Toujours Provence
Les Invalides
I had been to a pharmacy in Apt for toothpaste and suntan oil, two innocent and perfectly healthy purchases. When I arrived home and took them out of the bag, I found that the girl who served me had included an instructive but puzzling gift. It was an expensively printed leaflet in full color. On the front was a picture of a snail sitting on the toilet. He looked doleful, as if he’d been there for some time without achieving anything worthwhile. His horns drooped. His eye was lackluster. Above this sad picture was printed La Constipation.
What had I done to deserve this? Did I look constipated? Or was the fact that I bought toothpaste and suntan oil somehow significant to the expert pharmacist’s eye—a hint that all was not well in my digestive system? Maybe the girl knew something I didn’t. I started to read the leaflet.
“Nothing,” it said, “is more banal and more frequent than constipation.” About 20 percent of the French population, so the writer claimed, suffered from the horrors of ballonnement and gêne abdominale. And yet, to a casual observer like myself, there were no obvious signs of discomfort among the people on the streets, in the bars and cafés, or even in the restaurants—where presumably 20 percent of the clientele tucking into two substantial meals a day were doing so in spite of their ballonnements. What fortitude in the face of adversity!
I had always thought of Provence as one of the healthier places in the world. The air is clean, the climate is dry, fresh fruit and vegetables are abundantly available, cooking is done with olive oil, stress doesn’t seem to exist—there could hardly be a more wholesome set of circumstances. And everybody looks very well. But if 20 percent of those ruddy faces and hearty appetites were concealing the suffering caused by a traffic jam in the transit intestinal, what else might they be concealing? I decided to pay closer attention to Provençal complaints and remedies, and gradually became aware that there is indeed a local affliction, which I think extends to the entire country. It is hypochondria.
A Frenchman never feels out of sorts; he has a crise. The most popular of these is a crise de foie, when the liver finally rebels against the punishment inflicted by pastis, five-course meals, and the tots of marc and the vin d’honneur served at everything from the opening of a car showroom to the annual meeting of the village Communist Party. The simple cure is no alcohol and plenty of mineral water, but a much more satisfactory solution—because it supports the idea of illness rather than admitting self-indulgence—is a trip to the pharmacy and a consultation with the sympathetic white-coated lady behind the counter.
I used to wonder why most pharmacies have chairs arranged between the surgical trusses and the cellulite treatment kits, and now I know. It is so that one can wait more comfortably while Monsieur Machin explains, in great whispered detail and with considerable massaging of the engorged throat, the tender kidney, the reluctant intestine, or whatever else ails him, how he came to this painful state. The pharmacist, who is trained in patience and diagnosis, listens carefully, asks a few questions, and then proposes a number of possible solutions. Packets and jars and ampoules are produced. More discussion. A choice is finally made, and Monsieur Machin carefully folds up the vital pieces of paper that will enable him to claim back most of the cost of his medication from Social Security. Fifteen or twenty minutes have passed, and everyone moves up a chair.

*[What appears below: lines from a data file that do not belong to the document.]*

//! SQLite migration registry and executor.
//!
//! # Responsibility
//! - Register schema migrations in strictly increasing order.
//! - Apply pending migrations atomically.
//!
//! # Invariants
//! - `version` values must remain monotonic.
//! - Applied migration version is mirrored to `PRAGMA user_version`.

use crate::db::{DbError, DbResult};
use log::info;
use rusqlite::Connection;

#[derive(Debug, Clone, Copy)]
struct Migration {
    version: u32,
    sql: &'static str,
}

const MIGRATIONS: &[Migration] = &[Migration {
    version: 1,
    sql: include_str!("0001_kv_slots.sql"),
}];

/// Returns the latest migration version known by this binary.
pub fn latest_version() -> u32 {
    MIGRATIONS.last().map_or(0, |migration| migration.version)
}

/// Applies all pending migrations on the provided connection.
pub fn apply_migrations(conn: &mut Connection) -> DbResult<()> {
    let current_version = current_user_version(conn)?;
    let latest = latest_version();

    if current_version > latest {
        return Err(DbError::UnsupportedSchemaVersion {
            db_version: current_version,
            latest_supported: latest,
        });
    }

    if current_version == latest {
        return Ok(());
    }

    let tx = conn.transaction()?;
    for migration in MIGRATIONS {
        if migration.version <= current_version {
            continue;
        }

        tx.execute_batch(migration.sql)?;
        tx.execute_batch(&format!("PRAGMA user_version = {};", migration.version))?;
    }
    tx.commit()?;

    info!(
        "event=db_migrate module=db status=ok from_version={} to_version={}",
        current_version, latest
    );
    Ok(())
}

fn current_user_version(conn: &Connection) -> DbResult<u32> {
    let version = conn.query_row("PRAGMA user_version;", [], |row| row.get::<_, u32>(0))?;
    Ok(version)
}
//! Autosave coordinator for one editing session.
//!
//! # Responsibility
//! - Turn title/content mutation events from the editing surface into
//!   record commits.
//! - Guard against overlapping commits within one session.
//! - Track the session's "unsaved" status for the host.
//!
//! # Invariants
//! - At most one commit is in flight per session (`SaveState::Saving`).
//! - Events arriving while `Saving` are not queued; they only refresh the
//!   session's mirror of the editor state, which the next triggered commit
//!   picks up.
//! - A commit merges only fields changed since the last successful commit,
//!   so a title-only edit never overwrites content written by another
//!   session and vice versa.
//! - `updated_at` never regresses: commits apply `max(now, stored)`.
//! - Failed commits are not retried; their fields stay dirty for the next
//!   event.
//! - A `PendingSave` commits only through the session that started it; a
//!   dropped `PendingSave` returns its session to `Idle`.
//!
//! The write path is split in two steps so hosts with an asynchronous store
//! can suspend between them: `begin` performs the `Idle -> Saving`
//! transition and captures the editor state, `commit` runs the
//! read-merge-write and returns to `Idle`.

use crate::clock::{Clock, SystemClock};
use crate::model::document::{DocumentId, DocumentRecord};
use crate::store::{RecordStore, StoreError};
use chrono::{DateTime, Utc};
use log::{debug, error, info, warn};
use std::error::Error;
use std::fmt::{Display, Formatter};
use std::sync::{Arc, Mutex, MutexGuard};
use std::time::Instant;

/// Per-session save state.
#[derive(Debug, Clone, Copy, PartialEq, Eq)]
pub enum SaveState {
    Idle,
    Saving,
}

/// Mutation event emitted by the editing surface.
#[derive(Debug, Clone, PartialEq, Eq)]
pub enum Mutation {
    Title(String),
    /// Full serialized rich-text content after the change.
    Content(String),
}

impl Mutation {
    fn label(&self) -> &'static str {
        match self {
            Self::Title(_) => "title",
            Self::Content(_) => "content",
        }
    }
}

/// Commit failure for one save cycle.
#[derive(Debug)]
pub enum SaveError {
    /// The session's document disappeared from the store.
    DocumentMissing(DocumentId),
    /// The pending save was started by a different session.
    ForeignPendingSave(DocumentId),
    Store(StoreError),
}

impl Display for SaveError {
    fn fmt(&self, f: &mut Formatter<'_>) -> std::fmt::Result {
        match self {
            Self::DocumentMissing(id) => write!(f, "document not found: {id}"),
            Self::ForeignPendingSave(id) => {
                write!(f, "pending save for document {id} belongs to another session")
            }
            Self::Store(err) => write!(f, "{err}"),
        }
    }
}

impl Error for SaveError {
    fn source(&self) -> Option<&(dyn Error + 'static)> {
        match self {
            Self::DocumentMissing(_) | Self::ForeignPendingSave(_) => None,
            Self::Store(err) => Some(err),
        }
    }
}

These trips to the pharmacy are only for the more robust invalids. For serious illness, or imaginary serious illness, there is, even in relatively remote country areas like ours, a network of first aid specialists that amazes visitors from cities, where you need to be a millionaire before you can be sick in comfort. All the towns, and many of the villages, have their own ambulance services, on call 24 hours a day. Registered nurses will come to the house. Doctors will come to the house, a practice I’m told is almost extinct in London.
We had a brief but intense experience with the French medical system early last summer. The guinea pig was Benson, a young American visitor on his first trip to Europe. When I picked him up at the Avignon railroad station, he croaked hello, coughed, and clapped a handkerchief to his mouth. I asked him what was the matter.
He pointed to his throat and made wheezing noises.
“Mono,” he said.
Mono? I had no idea what that was, but I did know that Americans have much more sophisticated ailments than we do—hematomas instead of bruises, migraine instead of a headache, postnasal drip—and so I muttered something about fresh air soon clearing it up and helped him into the car. On the way home, I learned that mono was the intimate form of address for mononucleosis, a viral infection causing considerable soreness of the throat. “Like broken glass,” said Benson, huddled behind his sunglasses and his handkerchief. “We have to call my brother in Brooklyn. He’s a doctor.”